On this day, July 4th, in 1939, New York Yankee Lou Gehrig delivered his famous farwell speech at Yankee Stadium.
Other than his speech, Gehrig is best known for his consecutive game streak, spanning 2,130 games, broken in 1995 by Cal Ripken, Jr.
In 1939, Gehrig was diagnosed with a rare, degenerative disease called ALS, now known as Lou Gehrig's disease. On July 4th of that year, the Yankees had a recognition day for Gehrig, and in front of 62,000 fans at Yankee Stadium, he delivered one of the most famous speeches in American history.

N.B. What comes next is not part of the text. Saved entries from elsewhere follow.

use serde::{Deserialize, Serialize};
use std::fmt;

/// Eight-way compass label for the direction a facade faces
#[derive(Debug, Clone, Copy, PartialEq, Eq, Hash, Serialize, Deserialize)]
#[serde(rename_all = "UPPERCASE")]
pub enum CompassDirection {
    N,
    NE,
    E,
    SE,
    S,
    SW,
    W,
    NW,
}

impl CompassDirection {
    /// Map a bearing (degrees clockwise from north) to the nearest of eight sectors
    pub fn from_bearing(bearing_deg: f64) -> Self {
        let normalized = bearing_deg.rem_euclid(360.0);
        let sector = ((normalized + 22.5) / 45.0).floor() as usize % 8;
        match sector {
            0 => CompassDirection::N,
            1 => CompassDirection::NE,
            2 => CompassDirection::E,
            3 => CompassDirection::SE,
            4 => CompassDirection::S,
            5 => CompassDirection::SW,
            6 => CompassDirection::W,
            _ => CompassDirection::NW,
        }
    }

    /// German label as shown in plans ("Nord", "Südost", ...)
    pub fn label_de(&self) -> &'static str {
        match self {
            CompassDirection::N => "Nord",
            CompassDirection::NE => "Nordost",
            CompassDirection::E => "Ost",
            CompassDirection::SE => "Südost",
            CompassDirection::S => "Süd",
            CompassDirection::SW => "Südwest",
            CompassDirection::W => "West",
            CompassDirection::NW => "Nordwest",
        }
    }
}

impl fmt::Display for CompassDirection {
    fn fmt(&self, f: &mut fmt::Formatter<'_>) -> fmt::Result {
        let s = match self {
            CompassDirection::N => "N",
            CompassDirection::NE => "NE",
            CompassDirection::E => "E",
            CompassDirection::SE => "SE",
            CompassDirection::S => "S",
            CompassDirection::SW => "SW",
            CompassDirection::W => "W",
            CompassDirection::NW => "NW",
        };
        f.write_str(s)
    }
}

/// One straight wall segment of a building footprint
#[derive(Debug, Clone, PartialEq, Serialize, Deserialize)]
pub struct FacadeSide {
    /// Sequence position within the footprint, unique per building
    pub index: usize,

    /// Start point in plan coordinates (LV95 metres)
    pub start: [f64; 2],

    /// End point in plan coordinates (LV95 metres)
    pub end: [f64; 2],

    /// Horizontal length in metres
    pub length_m: f64,

    /// Direction the facade faces
    pub direction: CompassDirection,

    /// Edge angle in degrees, counter-clockwise from the x axis
    pub angle_deg: f64,
}

impl FacadeSide {
    /// Facades at or below 0.5 m are digitising noise, not walls
    pub fn is_selectable(&self) -> bool {
        self.length_m > crate::takeoff::MIN_FACADE_LENGTH_M
    }
}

Here is his full address on that day:
"Fans, for the past two weeks you have been reading about the bad break I got. Yet today I consider myself the luckiest man on the face of this earth. I have been in ballparks for seventeen years and have never received anything but kindness and encouragement from you fans."Look at these grand men. Which of you wouldn't consider it the highlight of his career just to associate with them for even one day? Sure, I'm lucky. Who wouldn't consider it an honor to have known Jacob Ruppert? Also, the builder of baseball's greatest empire, Ed Barrow? To have spent six years with that wonderful little fellow, Miller Huggins? Then to have spent the next nine years with that outstanding leader, that smart student of psychology, the best manager in baseball today, Joe McCarthy? Sure, I'm lucky."When the New York Giants, a team you would give your right arm to beat, and vice versa, sends you a gift - that's something. When everybody down to the groundskeepers and those boys in white coats remember you with trophies - that's something. When you have a wonderful mother-in-law who takes sides with you in squabbles with her own daughter - that's something. When you have a father and a mother who work all their lives so you can have an education and build your body - it's a blessing. When you have a wife who has been a tower of strength and shown more courage than you dreamed existed - that's the finest I know."So I close in saying that I might have been given a bad break, but I've got an awful lot to live for."